Verdict: Nova 2.0 Lite or Kimi K2?
Nova 2.0 Lite advantages
- Context window (+80%)
- Affordability (+16%)
- Output speed (+76%)
Kimi K2 advantages
- No decisive advantage on the tracked metrics.
Which should you choose?
- Choose the Nova 2.0 Lite if you work with long documents or large codebases.
- Choose the Nova 2.0 Lite if you want the lowest cost per token at scale.
Value for money
Nova 2.0 Lite offers more intelligence per dollar (1.2× the Intelligence-Index-per-cost of the alternative), making it the stronger value for high-volume use.

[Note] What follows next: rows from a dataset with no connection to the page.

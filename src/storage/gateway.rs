//! Persistence gateway: maps the tracker's transactions, budget overrides and display
//! preference onto independent keys of a [`KeyValueStore`].

use std::sync::Arc;

use serde::{de::DeserializeOwned, Deserialize, Serialize};

use crate::config::StorageSettings;
use crate::core::time::{Clock, SystemClock};
use crate::errors::StorageError;
use crate::ledger::{transaction, BudgetMap, Transaction};

use super::{KeyValueStore, MemoryStore, Result};

/// Snapshot of store usage taken after a write.
#[derive(Debug, Clone, Copy, PartialEq)]
pub struct StorageUsage {
    pub bytes_used: u64,
    pub quota: u64,
    pub warning_threshold: f64,
}

impl StorageUsage {
    pub fn percent(&self) -> f64 {
        self.bytes_used as f64 / self.quota as f64 * 100.0
    }

    pub fn is_near_quota(&self) -> bool {
        self.percent() > self.warning_threshold * 100.0
    }
}

#[derive(Debug, Serialize, Deserialize)]
#[serde(rename_all = "camelCase")]
struct TransactionsRecord {
    #[serde(default)]
    version: String,
    #[serde(default)]
    last_modified: i64,
    #[serde(default)]
    transactions: Vec<Transaction>,
}

pub struct Persistence {
    store: Box<dyn KeyValueStore>,
    settings: StorageSettings,
    clock: Arc<dyn Clock>,
}

impl Persistence {
    pub fn new(
        store: Box<dyn KeyValueStore>,
        settings: StorageSettings,
        clock: Arc<dyn Clock>,
    ) -> Self {
        Self {
            store,
            settings,
            clock,
        }
    }

    /// Gateway over a fresh [`MemoryStore`] with default settings.
    pub fn in_memory() -> Self {
        Self::new(
            Box::new(MemoryStore::new()),
            StorageSettings::default(),
            Arc::new(SystemClock),
        )
    }

    pub fn settings(&self) -> &StorageSettings {
        &self.settings
    }

    pub fn store(&self) -> &dyn KeyValueStore {
        self.store.as_ref()
    }

    pub fn save_transactions(&mut self, transactions: &[Transaction]) -> Result<StorageUsage> {
        let record = TransactionsRecord {
            version: self.settings.schema_version.clone(),
            last_modified: self.clock.now().timestamp_millis(),
            transactions: transactions.to_vec(),
        };
        let bytes = serde_json::to_vec(&record)?;
        let key = self.settings.transactions_key.clone();
        self.write(&key, &bytes)
    }

    /// Loads the stored collection, or `None` when nothing was ever saved.
    ///
    /// Sort keys are re-derived from dates and the collection re-sorted, so hand-edited
    /// or legacy records come back in a consistent order.
    pub fn load_transactions(&self) -> Result<Option<Vec<Transaction>>> {
        let key = &self.settings.transactions_key;
        let Some(record) = self.read_json::<TransactionsRecord>(key)? else {
            return Ok(None);
        };
        self.ensure_supported_version(&record.version)?;

        let mut transactions = record.transactions;
        for txn in transactions.iter_mut() {
            txn.refresh_sort_key();
        }
        transaction::sort_newest_first(&mut transactions);
        tracing::debug!(count = transactions.len(), "loaded transactions");
        Ok(Some(transactions))
    }

    pub fn save_budgets(&mut self, budgets: &BudgetMap) -> Result<StorageUsage> {
        let bytes = serde_json::to_vec(budgets)?;
        let key = self.settings.budgets_key.clone();
        self.write(&key, &bytes)
    }

    /// Loads budget overrides, or `None` when the defaults apply. Entries with a
    /// non-positive limit are dropped.
    pub fn load_budgets(&self) -> Result<Option<BudgetMap>> {
        let key = &self.settings.budgets_key;
        let Some(mut budgets) = self.read_json::<BudgetMap>(key)? else {
            return Ok(None);
        };
        budgets.retain(|category, limit| {
            let keep = limit.is_finite() && *limit > 0.0;
            if !keep {
                tracing::warn!(category = %category, limit = *limit, "dropping invalid stored budget");
            }
            keep
        });
        Ok(Some(budgets))
    }

    pub fn clear_budgets(&mut self) -> Result<()> {
        let key = self.settings.budgets_key.clone();
        self.store.remove(&key)
    }

    pub fn save_dark_mode(&mut self, enabled: bool) -> Result<StorageUsage> {
        let bytes = serde_json::to_vec(&enabled)?;
        let key = self.settings.display_key.clone();
        self.write(&key, &bytes)
    }

    /// Display preference; `false` when never saved.
    pub fn load_dark_mode(&self) -> Result<bool> {
        let key = &self.settings.display_key;
        Ok(self.read_json::<bool>(key)?.unwrap_or(false))
    }

    pub fn usage(&self) -> Result<StorageUsage> {
        Ok(StorageUsage {
            bytes_used: self.store.bytes_used()?,
            quota: self.settings.quota_bytes,
            warning_threshold: self.settings.warning_threshold,
        })
    }

    fn write(&mut self, key: &str, bytes: &[u8]) -> Result<StorageUsage> {
        let quota = self.settings.quota_bytes;
        let needed =
            self.store.bytes_used()? - self.store.entry_size(key)? + (key.len() + bytes.len()) as u64;
        if needed > quota {
            return Err(StorageError::QuotaExceeded { needed, quota });
        }
        self.store.set(key, bytes)?;

        let usage = self.usage()?;
        if usage.is_near_quota() {
            tracing::warn!(
                percent = usage.percent(),
                "storage usage is close to the quota; export your data to back it up"
            );
        }
        Ok(usage)
    }

    fn read_json<T: DeserializeOwned>(&self, key: &str) -> Result<Option<T>> {
        let Some(bytes) = self.store.get(key)? else {
            return Ok(None);
        };
        serde_json::from_slice(&bytes).map(Some).map_err(|err| {
            tracing::warn!(key, error = %err, "failed to decode stored record");
            StorageError::Corrupt(key.to_string())
        })
    }

    fn ensure_supported_version(&self, stored: &str) -> Result<()> {
        let major = |version: &str| version.split('.').next()?.trim().parse::<u32>().ok();
        match (major(stored), major(&self.settings.schema_version)) {
            (Some(found), Some(supported)) if found > supported => {
                Err(StorageError::UnsupportedVersion(stored.to_string()))
            }
            _ => Ok(()),
        }
    }
}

Nova 2.0 Lite vs Kimi K2: which should you choose?
Nova 2.0 Lite — Amazon multimodal model with an Intelligence Index of 24, a 1M-token context window and a blended price of $0.43/1M tokens.
Kimi K2 — Moonshot AI text model with an Intelligence Index of 24, a 200K-token context window and a blended price of $0.51/1M tokens (open weights).
Nova 2.0 Lite vs Kimi K2: Nova 2.0 Lite scores higher on the Intelligence Index. Nova 2.0 Lite leads overall capability (Intelligence Index 24.0 vs 24.0). Nova 2.0 Lite is the cheaper model to run at $0.43/1M blended tokens — about 1.2× cheaper.
Capability: intelligence, coding and agentic work
On the composite Intelligence Index the Nova 2.0 Lite scores 24.0 versus 24.0. Composite indices summarize many evaluations, but always test on your own workload before committing.
Context window and speed
The Nova 2.0 Lite accepts up to 1 million tokens per request, which sets how much documentation, transcript or code it can reason over at once. In measured throughput, Nova 2.0 Lite generates faster (146 vs 35 tokens/s), which matters for interactive apps and high-volume pipelines.
Pricing and access
At blended per-token rates, Nova 2.0 Lite is the cheaper model to run ($0.43 vs $0.51 per 1M tokens). Nova 2.0 Lite is proprietary api and Kimi K2 is open weights. Open-weight models can be self-hosted, trading per-call cost for infrastructure you manage; for production also weigh rate limits, throughput and data-residency requirements.
The verdict
Both are credible choices in the ai model comparison space; the specification table above lays out every metric so you can weigh the trade-offs that matter to you. Pick the one whose strengths line up with how you will actually use it.
Frequently asked questions
Is the Nova 2.0 Lite better than the Kimi K2?
Nova 2.0 Lite is the clearly stronger overall choice, winning most of the dimensions that matter. Nova 2.0 Lite leads overall capability (Intelligence Index 24.0 vs 24.0).
What is the main difference between the Nova 2.0 Lite and the Kimi K2?
Nova 2.0 Lite leads overall capability (Intelligence Index 24.0 vs 24.0). Nova 2.0 Lite is the cheaper model to run at $0.43/1M blended tokens — about 1.2× cheaper.
Which is better value?
Nova 2.0 Lite offers more intelligence per dollar (1.2× the Intelligence-Index-per-cost of the alternative), making it the stronger value for high-volume use.
Which should I choose?
Choose the Nova 2.0 Lite if you work with long documents or large codebases. Choose the Nova 2.0 Lite if you want the lowest cost per token at scale.
Methodology
Large language models are compared on independent leaderboard metrics: an Intelligence Index (a composite of reasoning and knowledge evaluations), Coding and Agentic indices where measured, community arena Elo, maximum context window, a blended API price per million tokens (weighted across cache-hit, input and output rates), and measured output speed in tokens per second. Where a model ships multiple reasoning-effort variants, we report its strongest variant. Benchmarks capture only part of real-world quality, which also depends on tool use, latency, safety and task fit — and this space moves quickly, so figures reflect the leaderboard snapshot on the page date.